LISTED RECORDS:
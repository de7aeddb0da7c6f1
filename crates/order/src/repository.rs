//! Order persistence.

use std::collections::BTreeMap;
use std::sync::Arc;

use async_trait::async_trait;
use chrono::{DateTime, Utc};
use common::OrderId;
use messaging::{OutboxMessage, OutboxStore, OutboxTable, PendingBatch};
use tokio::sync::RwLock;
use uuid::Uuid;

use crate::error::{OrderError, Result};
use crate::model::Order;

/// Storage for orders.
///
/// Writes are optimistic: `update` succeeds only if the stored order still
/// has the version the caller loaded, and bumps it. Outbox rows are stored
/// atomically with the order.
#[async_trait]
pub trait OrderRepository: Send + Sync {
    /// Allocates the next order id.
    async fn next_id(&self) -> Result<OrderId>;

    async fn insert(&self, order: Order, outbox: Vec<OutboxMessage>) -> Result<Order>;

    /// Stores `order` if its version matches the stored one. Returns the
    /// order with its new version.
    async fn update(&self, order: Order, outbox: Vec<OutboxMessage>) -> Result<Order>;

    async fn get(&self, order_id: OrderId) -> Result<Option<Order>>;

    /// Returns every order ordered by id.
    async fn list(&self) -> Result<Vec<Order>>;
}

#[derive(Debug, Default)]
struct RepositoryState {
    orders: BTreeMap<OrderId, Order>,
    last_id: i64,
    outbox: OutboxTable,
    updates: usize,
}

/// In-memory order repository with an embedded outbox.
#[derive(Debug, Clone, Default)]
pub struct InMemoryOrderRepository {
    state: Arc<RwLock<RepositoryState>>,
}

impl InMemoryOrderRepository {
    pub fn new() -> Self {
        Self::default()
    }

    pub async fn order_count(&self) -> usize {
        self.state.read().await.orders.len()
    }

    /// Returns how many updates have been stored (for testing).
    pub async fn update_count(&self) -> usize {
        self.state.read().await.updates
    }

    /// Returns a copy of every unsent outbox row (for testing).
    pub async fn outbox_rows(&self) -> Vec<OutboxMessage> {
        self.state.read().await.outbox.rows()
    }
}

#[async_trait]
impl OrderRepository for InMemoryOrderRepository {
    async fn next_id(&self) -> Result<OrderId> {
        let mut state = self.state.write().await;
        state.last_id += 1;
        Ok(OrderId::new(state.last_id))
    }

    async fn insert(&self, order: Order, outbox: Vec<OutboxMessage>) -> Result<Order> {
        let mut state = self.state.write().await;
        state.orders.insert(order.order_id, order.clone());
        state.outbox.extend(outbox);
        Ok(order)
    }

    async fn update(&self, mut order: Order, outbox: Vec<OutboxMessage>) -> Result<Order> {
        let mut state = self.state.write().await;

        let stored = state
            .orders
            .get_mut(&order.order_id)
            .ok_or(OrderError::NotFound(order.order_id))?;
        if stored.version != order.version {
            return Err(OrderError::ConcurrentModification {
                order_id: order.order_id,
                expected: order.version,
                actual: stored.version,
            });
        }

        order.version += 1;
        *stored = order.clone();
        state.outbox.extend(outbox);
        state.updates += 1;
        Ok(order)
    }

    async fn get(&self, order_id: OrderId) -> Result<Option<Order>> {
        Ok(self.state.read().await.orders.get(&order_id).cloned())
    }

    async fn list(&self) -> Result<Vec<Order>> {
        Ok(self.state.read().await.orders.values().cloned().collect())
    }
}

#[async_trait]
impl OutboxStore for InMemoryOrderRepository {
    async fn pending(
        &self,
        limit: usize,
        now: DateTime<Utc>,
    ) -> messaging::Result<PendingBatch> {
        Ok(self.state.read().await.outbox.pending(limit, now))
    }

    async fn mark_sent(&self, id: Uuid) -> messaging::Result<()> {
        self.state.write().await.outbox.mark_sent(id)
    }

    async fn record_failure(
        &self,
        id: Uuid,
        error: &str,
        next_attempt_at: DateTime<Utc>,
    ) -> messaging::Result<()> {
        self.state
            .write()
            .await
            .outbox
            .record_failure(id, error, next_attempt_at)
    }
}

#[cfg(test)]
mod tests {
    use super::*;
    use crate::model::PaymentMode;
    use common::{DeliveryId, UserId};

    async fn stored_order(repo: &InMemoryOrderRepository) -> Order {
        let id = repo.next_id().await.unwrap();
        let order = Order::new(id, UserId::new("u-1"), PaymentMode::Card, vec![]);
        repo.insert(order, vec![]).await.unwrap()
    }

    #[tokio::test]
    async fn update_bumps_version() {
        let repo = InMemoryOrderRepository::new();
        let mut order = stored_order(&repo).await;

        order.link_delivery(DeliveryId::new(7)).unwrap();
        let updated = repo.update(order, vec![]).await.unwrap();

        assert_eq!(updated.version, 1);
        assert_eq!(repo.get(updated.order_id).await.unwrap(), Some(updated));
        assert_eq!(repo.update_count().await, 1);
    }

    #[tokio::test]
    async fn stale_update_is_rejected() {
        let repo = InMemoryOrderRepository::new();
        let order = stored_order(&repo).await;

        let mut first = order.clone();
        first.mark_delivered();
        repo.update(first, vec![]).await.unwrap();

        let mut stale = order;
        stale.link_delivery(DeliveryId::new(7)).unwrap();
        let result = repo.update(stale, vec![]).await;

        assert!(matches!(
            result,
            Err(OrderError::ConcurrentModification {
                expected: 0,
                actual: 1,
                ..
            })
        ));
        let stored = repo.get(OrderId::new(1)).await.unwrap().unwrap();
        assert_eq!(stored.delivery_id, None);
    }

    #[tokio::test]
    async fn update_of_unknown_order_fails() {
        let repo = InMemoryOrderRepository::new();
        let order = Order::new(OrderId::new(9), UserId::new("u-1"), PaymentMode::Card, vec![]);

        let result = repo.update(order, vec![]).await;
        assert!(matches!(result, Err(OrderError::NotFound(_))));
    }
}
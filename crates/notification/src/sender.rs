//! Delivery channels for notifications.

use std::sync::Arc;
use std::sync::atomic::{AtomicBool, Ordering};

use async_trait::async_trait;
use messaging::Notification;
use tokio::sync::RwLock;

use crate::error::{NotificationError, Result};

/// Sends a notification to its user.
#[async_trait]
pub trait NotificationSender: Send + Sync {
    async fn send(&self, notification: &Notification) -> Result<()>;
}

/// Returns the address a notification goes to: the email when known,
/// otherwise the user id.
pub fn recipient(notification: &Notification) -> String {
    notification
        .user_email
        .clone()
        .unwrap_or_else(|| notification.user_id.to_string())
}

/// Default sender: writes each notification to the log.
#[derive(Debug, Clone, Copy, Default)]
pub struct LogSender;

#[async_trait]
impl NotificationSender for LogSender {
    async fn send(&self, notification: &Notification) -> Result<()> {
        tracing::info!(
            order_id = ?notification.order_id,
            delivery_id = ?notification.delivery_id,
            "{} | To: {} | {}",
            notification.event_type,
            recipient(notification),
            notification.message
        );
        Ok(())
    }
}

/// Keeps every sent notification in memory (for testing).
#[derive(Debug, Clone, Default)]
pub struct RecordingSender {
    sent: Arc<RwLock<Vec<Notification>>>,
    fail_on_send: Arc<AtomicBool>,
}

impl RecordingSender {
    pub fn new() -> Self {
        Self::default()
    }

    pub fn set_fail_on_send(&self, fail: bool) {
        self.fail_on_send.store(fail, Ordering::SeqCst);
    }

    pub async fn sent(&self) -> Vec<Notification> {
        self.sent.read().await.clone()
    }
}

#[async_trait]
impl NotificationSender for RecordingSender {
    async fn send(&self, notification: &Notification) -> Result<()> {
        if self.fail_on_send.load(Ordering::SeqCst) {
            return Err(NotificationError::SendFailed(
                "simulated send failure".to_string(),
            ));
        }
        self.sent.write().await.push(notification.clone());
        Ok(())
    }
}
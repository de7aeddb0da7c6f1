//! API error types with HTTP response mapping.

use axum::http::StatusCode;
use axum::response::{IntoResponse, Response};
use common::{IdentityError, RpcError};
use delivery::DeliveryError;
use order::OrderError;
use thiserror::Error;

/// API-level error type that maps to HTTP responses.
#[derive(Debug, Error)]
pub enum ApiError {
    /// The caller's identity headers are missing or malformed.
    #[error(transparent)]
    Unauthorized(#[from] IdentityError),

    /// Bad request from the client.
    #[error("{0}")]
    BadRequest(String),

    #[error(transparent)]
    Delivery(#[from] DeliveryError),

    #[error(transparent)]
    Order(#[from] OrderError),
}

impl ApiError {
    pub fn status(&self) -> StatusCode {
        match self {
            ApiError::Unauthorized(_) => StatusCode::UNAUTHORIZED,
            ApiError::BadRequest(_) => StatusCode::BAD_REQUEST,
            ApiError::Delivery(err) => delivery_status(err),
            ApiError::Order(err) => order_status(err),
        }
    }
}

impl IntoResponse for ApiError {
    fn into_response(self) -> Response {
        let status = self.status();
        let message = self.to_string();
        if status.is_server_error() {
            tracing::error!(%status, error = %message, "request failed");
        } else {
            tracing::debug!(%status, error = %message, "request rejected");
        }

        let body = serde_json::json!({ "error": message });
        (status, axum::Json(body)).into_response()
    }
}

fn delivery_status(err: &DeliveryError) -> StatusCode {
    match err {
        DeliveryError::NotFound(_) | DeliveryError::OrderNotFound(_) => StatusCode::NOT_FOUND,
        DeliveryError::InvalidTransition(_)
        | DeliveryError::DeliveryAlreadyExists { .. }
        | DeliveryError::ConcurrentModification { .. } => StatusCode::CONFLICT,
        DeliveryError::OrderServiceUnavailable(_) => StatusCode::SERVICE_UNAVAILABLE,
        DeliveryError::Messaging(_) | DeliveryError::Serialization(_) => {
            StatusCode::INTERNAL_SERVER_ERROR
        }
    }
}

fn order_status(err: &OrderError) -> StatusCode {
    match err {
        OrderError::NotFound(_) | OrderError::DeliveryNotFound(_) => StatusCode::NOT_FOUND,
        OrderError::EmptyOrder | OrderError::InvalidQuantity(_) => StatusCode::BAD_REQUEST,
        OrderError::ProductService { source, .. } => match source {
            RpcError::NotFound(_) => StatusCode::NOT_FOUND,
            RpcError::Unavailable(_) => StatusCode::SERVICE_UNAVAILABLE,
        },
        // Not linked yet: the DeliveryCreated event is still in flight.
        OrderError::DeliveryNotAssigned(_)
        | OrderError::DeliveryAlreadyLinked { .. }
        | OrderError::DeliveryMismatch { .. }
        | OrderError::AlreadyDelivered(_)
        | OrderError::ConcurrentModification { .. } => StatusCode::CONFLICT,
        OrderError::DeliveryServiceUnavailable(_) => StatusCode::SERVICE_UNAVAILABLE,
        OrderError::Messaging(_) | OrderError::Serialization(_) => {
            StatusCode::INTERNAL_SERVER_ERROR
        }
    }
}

PROBLEM STATEMENT:
If the string "BTreeMap" appears in a line of the entries, report the line.

ANSWER BOX:
use std::collections::BTreeMap;
    orders: BTreeMap<OrderId, Order>,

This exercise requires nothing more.